Quel lieto giorno il marchese Galeotto lo celebrò da par suo, col
matrimonio di madonna Nicolosina, Le nozze, durando l'assedio,
avrebbero dovuto farsi, malgrado l'animoso proposito della giovinetta,
nella piccola chiesa di san Giorgio, che era nel recinto di castel
Gavone, e per fermo sarebbero riuscite dimesse e malinconiche oltre
ogni dire, senz'altra musica che quella eterna e fastidiosa di Anselmo
Campora. Furono fatte in quella vece allegre e sontuose nella chiesa
di san Biagio, non più esposta ai colpi delle artiglierie genovesi,
dinanzi a tutta la corte ed al popolo, per doppia cagione festante.

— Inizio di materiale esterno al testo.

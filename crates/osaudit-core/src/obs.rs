//! Structured observability hooks for audit run lifecycle events.
//!
//! This module provides:
//! - A run-scoped tracing span, attached to the run future with `Instrument`
//! - Emission functions for key lifecycle events: run start, check start,
//!   check finish, filtered check, run finish
//!
//! Check-level events are emitted at `debug!`, run-level events at `info!`.
//! Filter with `RUST_LOG`; pass `--json` for JSON log lines.

use tracing::{debug, info, trace, warn};

use crate::domain::{CheckId, ResultRecord};
use crate::report::ReportSummary;

/// Span tagged with the run id; everything logged during the run carries it.
///
/// Attach it with `tracing::Instrument`: an entered span must not be held
/// across `.await`.
pub fn run_span(run_id: &str) -> tracing::Span {
    tracing::info_span!("osaudit.run", run_id = %run_id)
}

/// Emit event: run started against a benchmark.
pub fn emit_run_started(run_id: &str, benchmark: &str, catalog_size: usize, max_concurrency: usize) {
    info!(
        event = "run.started",
        run_id = %run_id,
        benchmark = %benchmark,
        catalog_size = catalog_size,
        max_concurrency = max_concurrency,
    );
}

/// Emit event: a check was rejected by the filter.
pub fn emit_check_filtered(check_id: &CheckId) {
    trace!(event = "check.filtered", check_id = %check_id);
}

/// Emit event: a check began executing.
pub fn emit_check_started(check_id: &CheckId) {
    debug!(event = "check.started", check_id = %check_id);
}

/// Emit event: a check produced its record.
pub fn emit_check_finished(record: &ResultRecord) {
    debug!(
        event = "check.finished",
        check_id = %record.id,
        status = record.status_label(),
        duration_ms = record.duration_ms,
    );
}

/// Emit event: a check could not reach a verdict (warning level).
pub fn emit_check_errored(check_id: &CheckId, error: &dyn std::fmt::Display) {
    warn!(event = "check.errored", check_id = %check_id, error = %error);
}

/// Emit event: run finished with its summary counts.
pub fn emit_run_finished(run_id: &str, summary: &ReportSummary) {
    info!(
        event = "run.finished",
        run_id = %run_id,
        total = summary.total,
        passed = summary.passed,
        failed = summary.failed,
        errored = summary.errored,
        skipped = summary.skipped,
        elapsed_ms = summary.elapsed_ms,
    );
}

#[cfg(test)]
mod tests {
    use super::*;

    #[test]
    fn test_run_span_create() {
        let span = run_span("test-run-id");
        let _entered = span.enter();
    }

    #[test]
    fn test_emitters_without_subscriber() {
        let id = CheckId::parse("1.1.1").unwrap();
        emit_check_filtered(&id);
        emit_check_started(&id);
        emit_check_errored(&id, &"boom");
        emit_run_started("run", "bench", 3, 2);
        emit_run_finished("run", &ReportSummary::default());
    }
}
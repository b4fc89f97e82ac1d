//! Domain models for osaudit.
//!
//! - `CheckId`: hierarchical dotted identifier with version-aware ordering
//! - `CheckSpec` / `Finding` / `ResultRecord`: what a check is, what it
//!   concluded, and what ends up in the report
//! - `RunRequest`: immutable parameters of one run

pub mod check;
pub mod error;
pub mod id;
pub mod request;

pub use check::{CheckSpec, Finding, Level, Outcome, RequestedLevel, ResultRecord, ScoringClass};
pub use error::{AuditError, CheckError, Result};
pub use id::CheckId;
pub use request::{default_concurrency, parse_ids, ExecutionMode, RunRequest};
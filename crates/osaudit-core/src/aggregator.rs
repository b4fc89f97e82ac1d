//! Append-only collection of check results.
//!
//! Many tasks append concurrently through a shared handle; the records can
//! only be taken once every other handle is gone, i.e. after the scheduler
//! has joined all of its tasks.

use std::sync::Arc;

use tokio::sync::Mutex;

use crate::domain::{AuditError, ResultRecord, Result};

/// Cloneable handle to the shared result list.
#[derive(Debug, Clone, Default)]
pub struct ResultAggregator {
    records: Arc<Mutex<Vec<ResultRecord>>>,
}

impl ResultAggregator {
    pub fn new() -> Self {
        Self::default()
    }

    /// Append one record. The whole record becomes visible at once.
    pub async fn append(&self, record: ResultRecord) {
        self.records.lock().await.push(record);
    }

    /// Number of records appended so far.
    pub async fn len(&self) -> usize {
        self.records.lock().await.len()
    }

    pub async fn is_empty(&self) -> bool {
        self.len().await == 0
    }

    /// Take the records in append order.
    ///
    /// Fails with [`AuditError::ResultsStillShared`] while any clone of this
    /// handle is still alive, so a read can never observe a partial run.
    pub fn into_records(self) -> Result<Vec<ResultRecord>> {
        match Arc::try_unwrap(self.records) {
            Ok(mutex) => Ok(mutex.into_inner()),
            Err(shared) => Err(AuditError::ResultsStillShared {
                holders: Arc::strong_count(&shared) - 1,
            }),
        }
    }
}

/// Sort records by id, component-wise numeric. Stable and idempotent.
pub fn sort_records(records: &mut [ResultRecord]) {
    records.sort_by(|a, b| a.id.cmp(&b.id));
}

Giacomo Pico era tranquillo e sereno all'aspetto; tanto sereno (senza
ilarità, s'intende, che sarebbe parsa soverchia, epperò simulata) che
madonna Nicolosina, dimenticato volentieri il doloroso colloquio avuto
con lui nella torre dell'Alfiere, gli si dimostrò cortese ed umana
come per lo passato. Egli per altro, se non isfuggiva, neanco cercava
le occasioni di vedersi trattare a quel modo da lei. Anche il conte di
Osasco, siccome interviene a tutti i felici, che non vedono mai più in
là d'una spanna, era entrato in grande amore per Giacomo Pico e lo
avea tolto a confidente delle sue allegrezze. Carlo d'Osasco era
giovine e doveva ancor molto imparare a sue spese. A testimonianza del
suo candore basti dir questo soltanto, che egli con quel nuovo amico
s'era aperto della sua più grande ventura, cioè del primo incontro
avuto con madonna Nicolosina, a mala pena arrivato al castello. Donde
il Bardineto avea tolto argomento ai dolorosi raffronti che tutti
indovinano, crogiolandosi sempre più nella sua rabbia nascosta e
fortificandosi ne' suoi disegni di vendetta.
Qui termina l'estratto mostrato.